The world has changed; data is now big, really big, and distributed. In my work life, it no longer makes much sense to ask global questions of your graph, at least not in a way that treats the graph as a graph. You might ask your data store for all people named "Fred", but that's not really treating your data store like a graph (unless the literal text "Fred" is itself a first-class vertex, but then it's no longer a global query). There still is a use case for that kind of whole-graph query, it's just not a use case I need to address. For example, I have absolutely no desire to mandate that implementations provide a (whole-graph) vertex or edge iterator.

Somewhat related to this is the use of predicates in plexus. Because the graph implementation is (necessarily) managing its own storage, or delegating to something that does, it must expose an API allowing clients to issue filtered queries. Because such an API must be very general, you're stuck with something like a generic predicate, which the graph implementation has to understand so it can translate that into an actual low-level data store query. Otherwise, you end up filtering in the library rather than the data store, which is a performance killer.

This got me to thinking even more seriously about the API, and what functionality was truly essential. In the end, my primary use cases always boiled down to traversals, and always traversals rooted at a fixed set of vertices, usually just one.
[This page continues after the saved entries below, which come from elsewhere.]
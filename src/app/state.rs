// ==========================================
// 生产线平衡引擎 - 应用状态
// ==========================================
// 职责: 管理应用级别的共享状态和API实例
// ==========================================

use std::sync::{Arc, Mutex};

use crate::api::{BalancingApi, ConfigApi};
use crate::config::balancing_config::BalancingConfigReader;
use crate::config::config_manager::ConfigManager;
use crate::engine::events::{BalancingEventPublisher, LoggingEventPublisher};
use crate::repository::{BalancingSessionRepository, OperationCatalogRepository};

/// 数据库路径环境变量
pub const DB_PATH_ENV: &str = "LINE_BALANCING_DB_PATH";

/// 应用状态
///
/// 包含所有API实例和共享资源
pub struct AppState {
    /// 数据库路径
    pub db_path: String,

    /// 平衡会话API
    pub balancing_api: Arc<BalancingApi>,

    /// 配置管理API
    pub config_api: Arc<ConfigApi>,

    /// 事件发布器
    pub event_publisher: Option<Arc<dyn BalancingEventPublisher>>,
}

impl AppState {
    /// 创建新的AppState实例
    ///
    /// # 参数
    /// - db_path: 数据库文件路径（":memory:" 可用于临时会话）
    ///
    /// # 说明
    /// 该方法会：
    /// 1. 打开共享连接并建表
    /// 2. 读取平衡配置
    /// 3. 创建仓储与API实例
    pub async fn new(db_path: String) -> Result<Self, String> {
        tracing::info!("初始化AppState，数据库路径: {}", db_path);

        // 创建数据库连接（共享连接）
        let conn = crate::db::open_sqlite_connection(&db_path)
            .map_err(|e| format!("无法打开数据库: {}", e))?;
        crate::db::init_schema(&conn).map_err(|e| format!("数据库建表失败: {}", e))?;
        let conn = Arc::new(Mutex::new(conn));

        // ==========================================
        // 初始化Repository层
        // ==========================================
        let catalog_repo = Arc::new(OperationCatalogRepository::from_connection(conn.clone()));
        let session_repo = Arc::new(BalancingSessionRepository::from_connection(conn.clone()));

        // ==========================================
        // 读取配置
        // ==========================================
        let config_manager = Arc::new(
            ConfigManager::from_connection(conn.clone())
                .map_err(|e| format!("无法创建ConfigManager: {}", e))?,
        );
        let config = config_manager
            .load_balancing_config()
            .await
            .map_err(|e| format!("平衡配置读取失败: {}", e))?;
        tracing::debug!(?config, "平衡配置已加载");

        // ==========================================
        // 初始化API层
        // ==========================================
        let event_publisher: Option<Arc<dyn BalancingEventPublisher>> =
            Some(Arc::new(LoggingEventPublisher));

        let balancing_api = Arc::new(BalancingApi::new(
            config,
            catalog_repo,
            session_repo,
            event_publisher.clone(),
        ));
        let config_api = Arc::new(ConfigApi::new(config_manager));

        tracing::info!("AppState初始化完成");

        Ok(Self {
            db_path,
            balancing_api,
            config_api,
            event_publisher,
        })
    }

    /// 获取数据库路径
    pub fn get_db_path(&self) -> &str {
        &self.db_path
    }
}

// ==========================================
// 默认数据库路径辅助函数
// ==========================================

/// 获取默认数据库路径
///
/// # 返回
/// - 环境变量 LINE_BALANCING_DB_PATH（非空时优先）
/// - 开发环境: 用户数据目录/line-balancing-dev/line_balancing.db
/// - 生产环境: 用户数据目录/line-balancing/line_balancing.db
pub fn get_default_db_path() -> String {
    use std::path::PathBuf;

    if let Ok(path) = std::env::var(DB_PATH_ENV) {
        let trimmed = path.trim();
        if !trimmed.is_empty() {
            return trimmed.to_string();
        }
    }

    let mut path = PathBuf::from("./line_balancing.db");

    if let Some(data_dir) = dirs::data_dir() {
        #[cfg(debug_assertions)]
        {
            path = data_dir.join("line-balancing-dev");
        }

        #[cfg(not(debug_assertions))]
        {
            path = data_dir.join("line-balancing");
        }

        // 确保目录存在
        std::fs::create_dir_all(&path).ok();
        path = path.join("line_balancing.db");
    }

    path.to_string_lossy().to_string()
}

#[cfg(test)]
mod tests {
    use super::*;

    #[test]
    fn test_get_default_db_path() {
        let path = get_default_db_path();
        assert!(!path.is_empty());
    }

    #[tokio::test]
    async fn test_app_state_in_memory() {
        let state = AppState::new(":memory:".to_string()).await.unwrap();
        assert_eq!(state.get_db_path(), ":memory:");
        assert!(state.balancing_api.list_products().unwrap().is_empty());
        assert_eq!(
            state.config_api.get_balancing_config().await.unwrap().default_headcount,
            1
        );
    }
}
From the original Plexus API, once you realize that graph mutation is really implementation-specific, the only essential method was

Traverser Graph.traverser( vertex, Predicate )

where a Traverser is essentially an Iterator with both vertex and edge information. That method specifically produces adjacency Traversers, but breath-first search, depth-first search, etc. are also Traversers in Plexus.

If we then decide that Predicates should also be implementation-specific, and redefine Traverser properly using generics as an Iterator<Step<Vertex,Edge>> or similar, we're left with this:

Iterator<Step<V,E>> traverser( vertex )

Returning an Iterable is more useful than an Iterator, so that's another change. Extending this to encompass BFS, DFS, or other complex traversals is just a matter of replacing the single Steps being returned with entire Walks.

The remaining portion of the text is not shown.